The Best Dutch Book Designs 2017 book review
Thomas Bohm, 7 August 2020 (updated 12 May 2021)
Page size: width 20cm × height 32cm.
Binding type: sewn softcover (Otabind).
Book design and writing: Studio Rob van Hoesel, photographs by Eva Meijer (Studio Rob van Hoesel) with a book manifesto by Ruud de Wild, judges’ report written by Yolanda Huntelaar.
Every year or so, I like to see what is going on in book design in countries such as Germany, the Netherlands and Switzerland. In 2019, I bought The Best Dutch Book Designs 2017 (Stichting De Best Verzorgde Boeken, 2017) annual and was not disappointed. Every year the Stichting De Best Verzorgde Boeken (The Best Dutch Book Designs Foundation) chooses a book designer to design their competition annual. For the 2017 annual, Studio Rob van Hoesel were chosen. Irrespective of the language in which books were published, to be eligible for selection in the competition, a book must fulfil at least two of the three following requirements:
- Published by a publisher established in the Netherlands.
- Designed by a person of Dutch nationality or resident in the Netherlands.
- Printed by a printing business, and/or lithographed by a lithography business, and/or bound by a binding business, established in the Netherlands.
The subjects of the books awarded and showcased, range from engineering, to animals, to art, urban design, to general novels and picture books. The books have been done for both large commercial publishers and self-published. The price of the books range from €16.50–€89, print run’s range from 100–25,000 copies.
Design overview of the annual
The book cover is bright and modern, and the book cover paper colour is bright fluorescent lime green (which is the actual colour of the paper, bright fluorescent lime green has not been printed on top of the paper). This creates a cool, modern book cover, which stands out and is distinct.
The book format is around A4 portrait in size and feels like an oversized menu in a restaurant, which also allows images of the featured books, to be viewed at a large enough size to see all the relevant details in the photographs. In The Best Dutch Book Designs 2014 (Stichting De Best Verzorgde Boeken, 2014) annual, all the pages of each book showcased and were displayed at a thumbnail size (width 33mm × height 20mm), which was too small to get a good up-close impression.

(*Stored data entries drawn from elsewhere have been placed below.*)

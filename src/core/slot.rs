//! # UnitSlot: one task unit under orchestration.
//!
//! A slot owns the unit, its lifecycle state, its [`IntervalClock`] and the
//! [`EventScheduler`] that drives it when it runs on a worker thread.
//!
//! ```text
//! prepare()  : Constructed ─► Prepared           (names + starts the clock)
//! starting() : Prepared ─► Starting ─► Running    (StartupError → fault, stays Starting)
//! tick()     : Running: mark interval, repeat()
//!                Continue        → nothing
//!                Done            → logged/published once, schedule keeps firing
//!                Recoverable     → warn, RepeatFailed
//!                Unrecoverable   → fault, stop own schedule, finish()
//! finish()   : any live state ─► Finishing ─► Destroyed   (exactly once)
//! ```
//!
//! ## Rules
//! - `tick()` holds the unit lock across `repeat()` and only calls it while `Running`;
//!   `finish()` flips the state first, then takes the unit lock, so no `repeat()`
//!   starts once teardown began and an in-flight one completes before `finishing()`.
//! - `finishing()` calls of the whole fleet are serialized by the shared teardown lock.
//! - A panic inside `finishing()` is caught; the unit still reaches `Destroyed`.

use std::panic::{self, AssertUnwindSafe};
use std::sync::Arc;
use std::sync::atomic::{AtomicBool, AtomicU64, Ordering};
use std::time::Duration;

use parking_lot::Mutex;

use crate::clock::{IntervalClock, format_duration};
use crate::error::{FaultKind, SchedulerError, SetupError, StartupError, UnitFault};
use crate::events::{Bus, Event, EventKind};
use crate::schedule::{EventScheduler, ScheduleState};
use crate::units::{LifecycleState, Progress, TaskUnit};

/// State shared by every slot of one orchestrator.
pub(crate) struct FleetContext {
    pub(crate) bus: Bus,
    faults: Mutex<Vec<UnitFault>>,
    teardown: Mutex<()>,
}

impl FleetContext {
    pub(crate) fn new(bus: Bus) -> Self {
        Self {
            bus,
            faults: Mutex::new(Vec::new()),
            teardown: Mutex::new(()),
        }
    }

    pub(crate) fn faults(&self) -> Vec<UnitFault> {
        self.faults.lock().clone()
    }

    pub(crate) fn record(&self, fault: UnitFault) {
        self.faults.lock().push(fault);
    }
}

/// Point-in-time view of one unit, as returned by [`Orchestrator::status`](crate::Orchestrator::status).
#[derive(Debug, Clone, PartialEq, Eq)]
pub struct UnitStatus {
    /// Unit name.
    pub name: String,
    /// Lifecycle state.
    pub state: LifecycleState,
    /// Whether the unit owns the thread that called `start()`.
    pub main_thread: bool,
    /// Completed `repeat()` invocations.
    pub repeats: u64,
    /// Recorded intervals.
    pub intervals: usize,
    /// Mean of the recorded intervals; `None` before the first tick.
    pub average_interval: Option<Duration>,
    /// Time from the start of the unit's run to its last tick.
    pub active_span: Duration,
    /// State of the unit's worker schedule (`Idle` for the main-thread unit).
    pub schedule: ScheduleState,
}

pub(crate) struct UnitSlot {
    name: Arc<str>,
    interval: Duration,
    main_thread: bool,
    unit: Mutex<Box<dyn TaskUnit>>,
    state: Mutex<LifecycleState>,
    clock: Mutex<IntervalClock>,
    scheduler: EventScheduler,
    repeats: AtomicU64,
    done_reported: AtomicBool,
    ctx: Arc<FleetContext>,
}

impl UnitSlot {
    pub(crate) fn new(
        name: Arc<str>,
        interval: Duration,
        main_thread: bool,
        unit: Box<dyn TaskUnit>,
        ctx: Arc<FleetContext>,
    ) -> Self {
        Self {
            scheduler: EventScheduler::new(format!("unit-{name}")),
            clock: Mutex::new(IntervalClock::new(name.to_string())),
            name,
            interval,
            main_thread,
            unit: Mutex::new(unit),
            state: Mutex::new(LifecycleState::Constructed),
            repeats: AtomicU64::new(0),
            done_reported: AtomicBool::new(false),
            ctx,
        }
    }

    pub(crate) fn name(&self) -> &str {
        &self.name
    }

    pub(crate) fn interval(&self) -> Duration {
        self.interval
    }

    pub(crate) fn runs_on_main_thread(&self) -> bool {
        self.main_thread
    }

    pub(crate) fn state(&self) -> LifecycleState {
        *self.state.lock()
    }

    pub(crate) fn is_running(&self) -> bool {
        self.state() == LifecycleState::Running
    }

    pub(crate) fn scheduler(&self) -> &EventScheduler {
        &self.scheduler
    }

    /// Constructed → Prepared: names and starts the clock, then runs the unit's `prepare()`.
    pub(crate) fn prepare(&self) -> Result<(), SetupError> {
        {
            let mut clock = self.clock.lock();
            clock.set_label(self.name.to_string());
            clock.start();
        }
        self.unit.lock().prepare()?;
        self.advance(LifecycleState::Prepared);
        tracing::debug!(unit = %self.name, interval = ?self.interval, "unit prepared");
        self.publish(EventKind::UnitPrepared, |ev| ev.with_interval(self.interval));
        Ok(())
    }

    /// Prepared → Starting → Running. On failure the fault is recorded and the unit
    /// stays in `Starting`; the caller finishes it.
    pub(crate) fn starting(&self) -> Result<(), StartupError> {
        if !self.advance(LifecycleState::Starting) {
            return Err(StartupError::new(format!(
                "cannot start from state {}",
                self.state()
            )));
        }
        tracing::info!(unit = %self.name, main_thread = self.main_thread, "unit starting");
        self.publish(EventKind::UnitStarting, |ev| ev);

        let acquired = self.unit.lock().starting();
        if let Err(e) = acquired {
            self.fault(FaultKind::Startup, LifecycleState::Starting, &e.reason);
            return Err(e);
        }

        // Fresh epoch so the first interval measures cadence, not startup.
        self.clock.lock().start();
        self.advance(LifecycleState::Running);
        tracing::info!(unit = %self.name, interval = ?self.interval, "unit running");
        self.publish(EventKind::UnitRunning, |ev| ev.with_interval(self.interval));
        Ok(())
    }

    /// Hands `tick()` to the worker schedule at the unit's interval.
    pub(crate) fn schedule(self: &Arc<Self>) -> Result<(), SchedulerError> {
        let slot = Arc::clone(self);
        self.scheduler
            .schedule_repeating(move || slot.tick(), self.interval)
    }

    /// One repeat invocation.
    pub(crate) fn tick(&self) {
        let mut unit = self.unit.lock();
        if *self.state.lock() != LifecycleState::Running {
            return;
        }
        let interval = self.clock.lock().mark_interval();
        let result = unit.repeat();
        drop(unit);
        let n = self.repeats.fetch_add(1, Ordering::Relaxed) + 1;
        tracing::trace!(unit = %self.name, repeat = n, ?interval, "tick");

        match result {
            Ok(Progress::Continue) => {}
            Ok(Progress::Done) => {
                if !self.done_reported.swap(true, Ordering::AcqRel) {
                    tracing::info!(
                        unit = %self.name,
                        "unit reported done; schedule keeps running until the orchestrator stops it"
                    );
                    self.publish(EventKind::UnitReportedDone, |ev| ev);
                }
            }
            Err(e) if e.is_recoverable() => {
                tracing::warn!(unit = %self.name, state = %LifecycleState::Running, error = %e, "repeat failed");
                self.publish(EventKind::RepeatFailed, |ev| ev.with_reason(e.to_string()));
            }
            Err(e) => {
                self.fault(FaultKind::Runtime, LifecycleState::Running, &e.to_string());
                if !self.main_thread {
                    self.scheduler.stop();
                }
                self.finish();
            }
        }
    }

    /// Records a unit-local fault: logged, stored on the fleet and published.
    pub(crate) fn fault(&self, kind: FaultKind, state: LifecycleState, reason: &str) {
        tracing::error!(unit = %self.name, %state, kind = kind.as_label(), reason, "unit fault");
        self.ctx.record(UnitFault {
            unit: self.name.to_string(),
            state,
            kind,
            reason: reason.to_string(),
        });
        let event = match kind {
            FaultKind::Startup => EventKind::UnitStartFailed,
            _ => EventKind::UnitFaulted,
        };
        self.publish(event, |ev| ev.with_state(state).with_reason(reason));
    }

    /// Runs `finishing()` and moves the unit to `Destroyed`.
    ///
    /// Returns `false` if teardown had already begun (the call is a no-op).
    pub(crate) fn finish(&self) -> bool {
        let from = {
            let mut state = self.state.lock();
            if state.is_terminating() {
                return false;
            }
            let from = *state;
            *state = LifecycleState::Finishing;
            from
        };
        self.publish(EventKind::UnitFinishing, |ev| ev);

        {
            let _order = self.ctx.teardown.lock();
            let mut unit = self.unit.lock();
            if panic::catch_unwind(AssertUnwindSafe(|| unit.finishing())).is_err() {
                tracing::error!(unit = %self.name, "finishing() panicked; continuing teardown");
            }
        }

        let (average, ticks, active, lifetime) = {
            let clock = self.clock.lock();
            (
                clock.average_interval(),
                clock.len(),
                clock.marked_span(),
                clock.elapsed_since_start(),
            )
        };
        tracing::info!(
            unit = %self.name,
            from = %from,
            ticks,
            average_interval = %average.map(format_duration).unwrap_or_else(|| "-".into()),
            active = %format_duration(active),
            duration = %format_duration(lifetime),
            "unit destroyed"
        );

        *self.state.lock() = LifecycleState::Destroyed;
        self.publish(EventKind::UnitDestroyed, |ev| match average {
            Some(avg) => ev.with_interval(avg),
            None => ev,
        });
        true
    }

    pub(crate) fn status(&self) -> UnitStatus {
        let clock = self.clock.lock();
        UnitStatus {
            name: self.name.to_string(),
            state: self.state(),
            main_thread: self.main_thread,
            repeats: self.repeats.load(Ordering::Relaxed),
            intervals: clock.len(),
            average_interval: clock.average_interval(),
            active_span: clock.marked_span(),
            schedule: self.scheduler.state(),
        }
    }

    /// Forward-only transition; illegal moves are logged and ignored.
    fn advance(&self, next: LifecycleState) -> bool {
        let mut state = self.state.lock();
        if state.can_advance_to(next) {
            *state = next;
            true
        } else {
            tracing::warn!(
                unit = %self.name,
                from = state.as_label(),
                to = next.as_label(),
                "illegal lifecycle transition ignored"
            );
            false
        }
    }

    fn publish(&self, kind: EventKind, decorate: impl FnOnce(Event) -> Event) {
        let base = Event::new(kind)
            .with_unit(Arc::clone(&self.name))
            .with_state(self.state());
        self.ctx.bus.publish(decorate(base));
    }
}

The paper used for the annual book is very smooth, soft and fresh, and adds much to the overall feel of the book, it really creates a sensory quality and becomes something noticeable and pleasant, rather than typically going unnoticed, or in the case of very rough dark brown paper (found in many paperback books) leading to a dated feel. This book is a long way away from typical paperback books in the UK, which typically have very rough and dark brown paper, which is nasty to touch, often complemented by a very stiff holt melt glue perfect binding. (Hot melt glue dries very hard with hardily any flex in it, cold melt glue dries with much more flex, which subsequently cracks and does not allow the pages to lie flat enough) (Kinross, 2007). The quality of the paper and the sensory feel communicates through your fingertips and palms of your hand.
The photographs of the books showcased within the annual, usually follow the layout sequence of:
- 1st page: the book title in a large typeface size with a close-up photograph of the front cover at an angle showing the spine.

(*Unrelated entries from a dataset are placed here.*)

//! # LogWriter: renders events through `tracing`
//!
//! A minimal subscriber that turns incoming [`Event`]s into `tracing` records.
//! Enabled by the `logging` feature (on by default); install any `tracing`
//! subscriber (for example `tracing-subscriber`'s `fmt`) to see the output.
//!
//! ## Example output (fmt layer)
//! ```text
//! INFO tickvisor: prepared unit="display" interval_ms=100
//! INFO tickvisor: running unit="display" interval_ms=100
//! WARN tickvisor: repeat failed unit="producer-1" reason="queue busy"
//! ERROR tickvisor: start failed unit="camera" reason="device busy"
//! INFO tickvisor: shutdown requested source=signal
//! INFO tickvisor: destroyed unit="display" avg_interval_ms=100
//! INFO tickvisor: all units stopped
//! ```

use crate::events::{Event, EventKind};
use crate::subscribers::Subscribe;

/// Event writer subscriber.
#[derive(Default)]
pub struct LogWriter;

impl LogWriter {
    /// Construct a new [`LogWriter`].
    #[must_use]
    pub fn new() -> Self {
        Self
    }
}

impl Subscribe for LogWriter {
    fn on_event(&self, e: &Event) {
        let unit = e.unit.as_deref().unwrap_or("-");
        let reason = e.reason.as_deref().unwrap_or("-");
        match e.kind {
            EventKind::UnitPrepared => {
                tracing::debug!(target: "tickvisor", unit, interval_ms = e.interval_ms, "prepared");
            }
            EventKind::UnitStarting => {
                tracing::debug!(target: "tickvisor", unit, "starting");
            }
            EventKind::UnitRunning => {
                tracing::info!(target: "tickvisor", unit, interval_ms = e.interval_ms, "running");
            }
            EventKind::UnitStartFailed => {
                tracing::error!(target: "tickvisor", unit, reason, "start failed");
            }
            EventKind::RepeatFailed => {
                tracing::warn!(target: "tickvisor", unit, reason, "repeat failed");
            }
            EventKind::UnitReportedDone => {
                tracing::info!(target: "tickvisor", unit, "reported done");
            }
            EventKind::UnitFaulted => {
                tracing::error!(target: "tickvisor", unit, reason, "faulted");
            }
            EventKind::UnitFinishing => {
                tracing::debug!(target: "tickvisor", unit, "finishing");
            }
            EventKind::UnitDestroyed => {
                tracing::info!(target: "tickvisor", unit, avg_interval_ms = e.interval_ms, "destroyed");
            }
            EventKind::ShutdownRequested => {
                let source = e.source.map(|s| s.as_label()).unwrap_or("-");
                tracing::info!(target: "tickvisor", source, "shutdown requested");
            }
            EventKind::AllStopped => {
                tracing::info!(target: "tickvisor", "all units stopped");
            }
            EventKind::SubscriberOverflow => {
                tracing::warn!(target: "tickvisor", subscriber = unit, reason, "subscriber overflow");
            }
            EventKind::SubscriberPanicked => {
                tracing::error!(target: "tickvisor", subscriber = unit, reason, "subscriber panicked");
            }
        }
    }

    fn name(&self) -> &'static str {
        "LogWriter"
    }
}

- 2nd page: usually 150 words about the content of the book set in a larger typeface in Dutch on the left, and a smaller typeface in English on the right. Also on this page, is a photograph of the book (side-on) and a close-up photograph of the binding, which is a really informative feature and gives you an idea and feeling of the binding used.
- 3rd page: usually 2 photographs of spreads from inside the book.

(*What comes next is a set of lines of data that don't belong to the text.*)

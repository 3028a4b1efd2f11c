//! # SubscriberSet: non-blocking fan-out over multiple subscribers
//!
//! [`SubscriberSet`] distributes each [`Event`] to multiple subscribers
//! **without waiting** for their processing.
//!
//! ## What it guarantees
//! - `emit(&Event)` returns immediately.
//! - Per-subscriber FIFO (queue order).
//! - Panics inside subscribers are caught and reported as `SubscriberPanicked` (isolation).
//!
//! ## What it does **not** guarantee
//! - No global ordering across different subscribers.
//! - No retries on per-subscriber queue overflow (events are dropped for that
//!   subscriber and a `SubscriberOverflow` event is published).
//!
//! ## Diagram
//! ```text
//!    emit(&Event)
//!        │                        (Arc-clone per subscriber)
//!        ├────────────────► [queue S1] ─► thread S1 ─► on_event()
//!        ├────────────────► [queue S2] ─► thread S2 ─► on_event()
//!        └────────────────► [queue SN] ─► thread SN ─► on_event()
//! ```

use std::panic::{self, AssertUnwindSafe};
use std::sync::Arc;
use std::thread::{self, JoinHandle, ThreadId};

use tokio::sync::mpsc;

use crate::events::{Bus, Event, EventKind};

use super::Subscribe;

/// Per-subscriber channel with metadata
struct SubscriberChannel {
    name: &'static str,
    sender: mpsc::Sender<Arc<Event>>,
}

/// Composite fan-out with per-subscriber bounded queues and worker threads.
pub struct SubscriberSet {
    channels: Vec<SubscriberChannel>,
    workers: Vec<JoinHandle<()>>,
    bus: Bus,
}

impl SubscriberSet {
    /// Creates a new set and spawns one worker thread per subscriber.
    ///
    /// Each subscriber gets a bounded queue of size `max(queue_capacity, 1)`.
    /// A subscriber whose worker thread cannot be spawned is skipped with a warning.
    #[must_use]
    pub fn new(subs: Vec<Arc<dyn Subscribe>>, bus: Bus) -> Self {
        let mut channels = Vec::with_capacity(subs.len());
        let mut workers = Vec::with_capacity(subs.len());

        for sub in subs {
            let cap = sub.queue_capacity().max(1);
            let name = sub.name();
            let (tx, mut rx) = mpsc::channel::<Arc<Event>>(cap);
            let s = Arc::clone(&sub);
            let bus_for_worker = bus.clone();

            let spawned = thread::Builder::new()
                .name(format!("subscriber-{name}"))
                .spawn(move || {
                    while let Some(ev) = rx.blocking_recv() {
                        let res = panic::catch_unwind(AssertUnwindSafe(|| s.on_event(ev.as_ref())));
                        if let Err(panic_err) = res {
                            let info = if let Some(msg) = panic_err.downcast_ref::<&'static str>() {
                                (*msg).to_string()
                            } else if let Some(msg) = panic_err.downcast_ref::<String>() {
                                msg.clone()
                            } else {
                                "unknown panic".to_string()
                            };
                            bus_for_worker.publish(Event::subscriber_panicked(s.name(), info));
                        }
                    }
                });

            match spawned {
                Ok(handle) => {
                    channels.push(SubscriberChannel { name, sender: tx });
                    workers.push(handle);
                }
                Err(e) => {
                    tracing::warn!(subscriber = name, error = %e, "subscriber worker not started");
                }
            }
        }

        Self {
            channels,
            workers,
            bus,
        }
    }

    /// Fan-out one event to all subscribers (non-blocking).
    ///
    /// If a subscriber's queue is **full** or **closed**, the event is dropped for it
    /// and a `SubscriberOverflow` event is published.
    pub fn emit(&self, event: &Event) {
        // No overflow-on-overflow.
        let is_overflow_evt = matches!(event.kind, EventKind::SubscriberOverflow);

        let ev = Arc::new(event.clone());
        for channel in &self.channels {
            let reason = match channel.sender.try_send(Arc::clone(&ev)) {
                Ok(()) => continue,
                Err(mpsc::error::TrySendError::Full(_)) => "full",
                Err(mpsc::error::TrySendError::Closed(_)) => "closed",
            };
            if !is_overflow_evt {
                self.bus.publish(Event::subscriber_overflow(channel.name, reason));
            }
        }
    }

    /// Graceful shutdown: close all queues and join the worker threads.
    ///
    /// Workers drain what is already queued before exiting.
    pub fn shutdown(self) {
        drop(self.channels);
        for h in self.workers {
            let _ = h.join();
        }
    }

    /// True if there are no subscribers.
    #[must_use]
    pub fn is_empty(&self) -> bool {
        self.channels.is_empty()
    }

    /// Number of subscribers.
    #[must_use]
    pub fn len(&self) -> usize {
        self.channels.len()
    }

    /// Ids of the worker threads delivering events to subscribers.
    pub(crate) fn thread_ids(&self) -> Vec<ThreadId> {
        self.workers.iter().map(|h| h.thread().id()).collect()
    }
}

#[cfg(test)]
mod tests {
    use super::*;
    use parking_lot::Mutex;

    struct Recorder {
        seen: Mutex<Vec<EventKind>>,
    }

    impl Subscribe for Recorder {
        fn on_event(&self, ev: &Event) {
            self.seen.lock().push(ev.kind);
        }
        fn name(&self) -> &'static str {
            "recorder"
        }
    }

    struct Exploder;

    impl Subscribe for Exploder {
        fn on_event(&self, _ev: &Event) {
            panic!("boom");
        }
        fn name(&self) -> &'static str {
            "exploder"
        }
    }

    #[test]
    fn test_fan_out_preserves_per_subscriber_order() {
        let bus = Bus::new(16);
        let rec = Arc::new(Recorder {
            seen: Mutex::new(Vec::new()),
        });
        let set = SubscriberSet::new(vec![rec.clone() as Arc<dyn Subscribe>], bus);
        assert_eq!(set.len(), 1);

        set.emit(&Event::new(EventKind::UnitPrepared));
        set.emit(&Event::new(EventKind::UnitRunning));
        set.emit(&Event::new(EventKind::UnitDestroyed));
        set.shutdown();

        assert_eq!(
            *rec.seen.lock(),
            vec![
                EventKind::UnitPrepared,
                EventKind::UnitRunning,
                EventKind::UnitDestroyed
            ]
        );
    }

    #[test]
    fn test_panicking_subscriber_is_isolated_and_reported() {
        let bus = Bus::new(16);
        let mut rx = bus.subscribe();
        let rec = Arc::new(Recorder {
            seen: Mutex::new(Vec::new()),
        });
        let set = SubscriberSet::new(
            vec![Arc::new(Exploder) as Arc<dyn Subscribe>, rec.clone() as _],
            bus,
        );

        set.emit(&Event::new(EventKind::AllStopped));
        set.shutdown();

        assert_eq!(*rec.seen.lock(), vec![EventKind::AllStopped]);
        let ev = rx.try_recv().unwrap();
        assert_eq!(ev.kind, EventKind::SubscriberPanicked);
        assert!(ev.is_for("exploder"));
        assert_eq!(ev.reason.as_deref(), Some("boom"));
    }
}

- 4th page: 150 words in the same Dutch and English text configuration as the 2nd page, from the jury about standout qualities of the book and what particularly stood out for them.
- 5th and 6th page: usually photographs of spreads from inside the book.
- 7th page: a list in 2 columns with all the details of the book such as: title, ISBN number, designer, printer, binder, paper used, to print run length. This information is a rich source for people looking for quality supplier information.
The book has a cut-away feature of tabs on the outer right side of the book (see Figure 1), it is again, another interesting feature of the book, adding another unusual but successful access structure, and tricky to do and mass produce (I would have thought). There is a wide variety of books and on different subjects, from highly illustrated-led books, to informative and infographic-led books, artist and architecture books, to books on animals and plants.
Short overview of the books awarded
I am not going to focus on any particular books, as they all have their own qualities, however, some general observations are as follows.
There is an illustrated information graphics-led book called De Zweetvoetenman (The Sweaty-Feet Man) by Annet Huizing and Margot Westermann (Huizing and Westermann, 2017) about true stories regarding the law. The whole graphic communication narrative, illustrations and layout is intriguing and engaging, and the page spreads are animated and alive. The information has been handled in a very free and interactive manner, and features typical paragraph text blocks, full-page flow diagrams, to picture book like double-page spread layouts. The spine of the book has also been rounded, for a better feeling when holding, and makes the hardbound book, with a thin cover board, lie more open and flatter. Overall a very dynamic and varied book.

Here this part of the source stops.